* [WHAT TO DO]:
The records that follow should be retyped word for word.

* [SUPPLIED INFORMATION]:

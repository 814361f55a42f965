//! PageSpeed report rendering to PDF via a headless browser.
//!
//! [`ReportRenderer::render`] walks a [`RenderPlan`]: the primary attempt,
//! then (only if it failed) one recovery step and the fallback attempt.
//! Every attempt owns its browser session and closes it exactly once before
//! returning.

pub mod chromium;
pub mod policy;
pub mod session;

pub use chromium::{ChromiumLauncher, ChromiumSession};
pub use policy::{
    AttemptPolicy, LaunchProfile, MarkerPolicy, MarkerWait, PdfLayout, RenderPlan, ScrollPass,
    WaitUntil,
};
pub use session::{BrowserLauncher, BrowserSession, RenderError, ScrollEdge};

use std::path::Path;

use tracing::{debug, info, instrument, warn};
use url::Url;

use pagepitch_shared::{PagePitchError, RenderConfig, Result};

/// Which attempt produced the document.
#[derive(Debug, Clone, Copy, PartialEq, Eq)]
pub enum AttemptKind {
    Primary,
    Fallback,
}

/// A document was exported.
#[derive(Debug, Clone, Copy, PartialEq, Eq)]
pub struct RenderSuccess {
    pub attempt: AttemptKind,
    /// `false` when a marker timed out and the export ran on a partial page.
    pub markers_complete: bool,
}

/// Both attempts failed.
#[derive(Debug, Clone, PartialEq, Eq, thiserror::Error)]
#[error("primary attempt: {primary}; fallback attempt: {fallback}")]
pub struct RenderFailure {
    pub primary: RenderError,
    pub fallback: RenderError,
}

/// Renders hosted PageSpeed reports for target websites.
#[derive(Debug, Clone)]
pub struct ReportRenderer<L = ChromiumLauncher> {
    launcher: L,
    plan: RenderPlan,
    report_url: Url,
}

impl ReportRenderer<ChromiumLauncher> {
    /// Chromium-backed renderer from runtime configuration.
    pub fn new(config: &RenderConfig) -> Result<Self> {
        Self::with_launcher(
            ChromiumLauncher::new(config),
            RenderPlan::new(config.navigation_timeout),
            &config.report_url,
        )
    }
}

impl<L: BrowserLauncher> ReportRenderer<L> {
    pub fn with_launcher(launcher: L, plan: RenderPlan, report_url: &str) -> Result<Self> {
        let report_url = Url::parse(report_url)
            .map_err(|e| PagePitchError::config(format!("invalid report URL '{report_url}': {e}")))?;
        Ok(Self {
            launcher,
            plan,
            report_url,
        })
    }

    /// Report viewer URL for `target`, with the target form-encoded as `url`.
    pub fn report_page_url(&self, target: &str) -> String {
        let mut url = self.report_url.clone();
        url.query_pairs_mut().append_pair("url", target);
        url.into()
    }

    /// Render the report for `target` into `output`.
    #[instrument(skip_all, fields(target = %target, output = %output.display()))]
    pub async fn render(
        &self,
        target: &str,
        output: &Path,
    ) -> std::result::Result<RenderSuccess, RenderFailure> {
        let page_url = self.report_page_url(target);

        let primary = match self.attempt(&self.plan.primary, &page_url, output).await {
            Ok(markers_complete) => {
                info!(markers_complete, "report rendered");
                return Ok(RenderSuccess {
                    attempt: AttemptKind::Primary,
                    markers_complete,
                });
            }
            Err(e) => e,
        };

        warn!(error = %primary, "primary render failed, trying fallback");
        self.launcher.recover().await;

        match self.attempt(&self.plan.fallback, &page_url, output).await {
            Ok(markers_complete) => {
                info!(markers_complete, "report rendered by fallback");
                Ok(RenderSuccess {
                    attempt: AttemptKind::Fallback,
                    markers_complete,
                })
            }
            Err(fallback) => {
                warn!(error = %fallback, "fallback render failed");
                Err(RenderFailure { primary, fallback })
            }
        }
    }

    /// Launch, drive, close. Returns whether every marker appeared.
    async fn attempt(
        &self,
        policy: &AttemptPolicy,
        page_url: &str,
        output: &Path,
    ) -> std::result::Result<bool, RenderError> {
        debug!(attempt = policy.label, "launching browser");
        let mut session = self.launcher.launch(&policy.launch).await?;
        let result = drive(&mut session, policy, page_url, output).await;
        session.close().await;
        result
    }
}

async fn drive<S: BrowserSession>(
    session: &mut S,
    policy: &AttemptPolicy,
    page_url: &str,
    output: &Path,
) -> std::result::Result<bool, RenderError> {
    session
        .navigate(page_url, policy.wait_until, policy.navigation_timeout)
        .await?;

    if !policy.pre_marker_settle.is_zero() {
        session.pause(policy.pre_marker_settle).await;
    }

    let mut markers_complete = true;
    for marker in &policy.markers {
        match session.wait_for_marker(marker).await {
            Ok(()) => {}
            Err(e) => {
                markers_complete = false;
                match policy.marker_policy {
                    MarkerPolicy::Warn => {
                        warn!(
                            attempt = policy.label,
                            selector = marker.selector,
                            error = %e,
                            "report marker did not appear, exporting partial page"
                        );
                        break;
                    }
                    MarkerPolicy::Silent => {
                        debug!(
                            selector = marker.selector,
                            error = %e,
                            "optional marker did not appear"
                        );
                    }
                }
            }
        }
    }

    if markers_complete && !policy.post_marker_settle.is_zero() {
        session.pause(policy.post_marker_settle).await;
    }

    if let Some(scroll) = policy.scroll {
        session.scroll_to(ScrollEdge::Bottom).await?;
        session.pause(scroll.bottom_pause).await;
        session.scroll_to(ScrollEdge::Top).await?;
        session.pause(scroll.top_pause).await;
    }

    session.export_pdf(&policy.pdf, output).await?;
    Ok(markers_complete)
}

* [EXPECTED ANSWER]:
repository 814361f55a42f965
//! PageSpeed report rendering to PDF via a headless browser.
//!
//! [`ReportRenderer::render`] walks a [`RenderPlan`]: the primary attempt,
//! then (only if it failed) one recovery step and the fallback attempt.
//! Every attempt owns its browser session and closes it exactly once before
//! returning.

pub mod chromium;
pub mod policy;
pub mod session;

pub use chromium::{ChromiumLauncher, ChromiumSession};
pub use policy::{
    AttemptPolicy, LaunchProfile, MarkerPolicy, MarkerWait, PdfLayout, RenderPlan, ScrollPass,
    WaitUntil,
};
pub use session::{BrowserLauncher, BrowserSession, RenderError, ScrollEdge};

use std::path::Path;

use tracing::{debug, info, instrument, warn};
use url::Url;

use pagepitch_shared::{PagePitchError, RenderConfig, Result};

/// Which attempt produced the document.
#[derive(Debug, Clone, Copy, PartialEq, Eq)]
pub enum AttemptKind {
    Primary,
    Fallback,
}

/// A document was exported.
#[derive(Debug, Clone, Copy, PartialEq, Eq)]
pub struct RenderSuccess {
    pub attempt: AttemptKind,
    /// `false` when a marker timed out and the export ran on a partial page.
    pub markers_complete: bool,
}

/// Both attempts failed.
#[derive(Debug, Clone, PartialEq, Eq, thiserror::Error)]
#[error("primary attempt: {primary}; fallback attempt: {fallback}")]
pub struct RenderFailure {
    pub primary: RenderError,
    pub fallback: RenderError,
}

/// Renders hosted PageSpeed reports for target websites.
#[derive(Debug, Clone)]
pub struct ReportRenderer<L = ChromiumLauncher> {
    launcher: L,
    plan: RenderPlan,
    report_url: Url,
}

impl ReportRenderer<ChromiumLauncher> {
    /// Chromium-backed renderer from runtime configuration.
    pub fn new(config: &RenderConfig) -> Result<Self> {
        Self::with_launcher(
            ChromiumLauncher::new(config),
            RenderPlan::new(config.navigation_timeout),
            &config.report_url,
        )
    }
}

impl<L: BrowserLauncher> ReportRenderer<L> {
    pub fn with_launcher(launcher: L, plan: RenderPlan, report_url: &str) -> Result<Self> {
        let report_url = Url::parse(report_url)
            .map_err(|e| PagePitchError::config(format!("invalid report URL '{report_url}': {e}")))?;
        Ok(Self {
            launcher,
            plan,
            report_url,
        })
    }

    /// Report viewer URL for `target`, with the target form-encoded as `url`.
    pub fn report_page_url(&self, target: &str) -> String {
        let mut url = self.report_url.clone();
        url.query_pairs_mut().append_pair("url", target);
        url.into()
    }

    /// Render the report for `target` into `output`.
    #[instrument(skip_all, fields(target = %target, output = %output.display()))]
    pub async fn render(
        &self,
        target: &str,
        output: &Path,
    ) -> std::result::Result<RenderSuccess, RenderFailure> {
        let page_url = self.report_page_url(target);

        let primary = match self.attempt(&self.plan.primary, &page_url, output).await {
            Ok(markers_complete) => {
                info!(markers_complete, "report rendered");
                return Ok(RenderSuccess {
                    attempt: AttemptKind::Primary,
                    markers_complete,
                });
            }
            Err(e) => e,
        };

        warn!(error = %primary, "primary render failed, trying fallback");
        self.launcher.recover().await;

        match self.attempt(&self.plan.fallback, &page_url, output).await {
            Ok(markers_complete) => {
                info!(markers_complete, "report rendered by fallback");
                Ok(RenderSuccess {
                    attempt: AttemptKind::Fallback,
                    markers_complete,
                })
            }
            Err(fallback) => {
                warn!(error = %fallback, "fallback render failed");
                Err(RenderFailure { primary, fallback })
            }
        }
    }

    /// Launch, drive, close. Returns whether every marker appeared.
    async fn attempt(
        &self,
        policy: &AttemptPolicy,
        page_url: &str,
        output: &Path,
    ) -> std::result::Result<bool, RenderError> {
        debug!(attempt = policy.label, "launching browser");
        let mut session = self.launcher.launch(&policy.launch).await?;
        let result = drive(&mut session, policy, page_url, output).await;
        session.close().await;
        result
    }
}

async fn drive<S: BrowserSession>(
    session: &mut S,
    policy: &AttemptPolicy,
    page_url: &str,
    output: &Path,
) -> std::result::Result<bool, RenderError> {
    session
        .navigate(page_url, policy.wait_until, policy.navigation_timeout)
        .await?;

    if !policy.pre_marker_settle.is_zero() {
        session.pause(policy.pre_marker_settle).await;
    }

    let mut markers_complete = true;
    for marker in &policy.markers {
        match session.wait_for_marker(marker).await {
            Ok(()) => {}
            Err(e) => {
                markers_complete = false;
                match policy.marker_policy {
                    MarkerPolicy::Warn => {
                        warn!(
                            attempt = policy.label,
                            selector = marker.selector,
                            error = %e,
                            "report marker did not appear, exporting partial page"
                        );
                        break;
                    }
                    MarkerPolicy::Silent => {
                        debug!(
                            selector = marker.selector,
                            error = %e,
                            "optional marker did not appear"
                        );
                    }
                }
            }
        }
    }

    if markers_complete && !policy.post_marker_settle.is_zero() {
        session.pause(policy.post_marker_settle).await;
    }

    if let Some(scroll) = policy.scroll {
        session.scroll_to(ScrollEdge::Bottom).await?;
        session.pause(scroll.bottom_pause).await;
        session.scroll_to(ScrollEdge::Top).await?;
        session.pause(scroll.top_pause).await;
    }

    session.export_pdf(&policy.pdf, output).await?;
    Ok(markers_complete)
}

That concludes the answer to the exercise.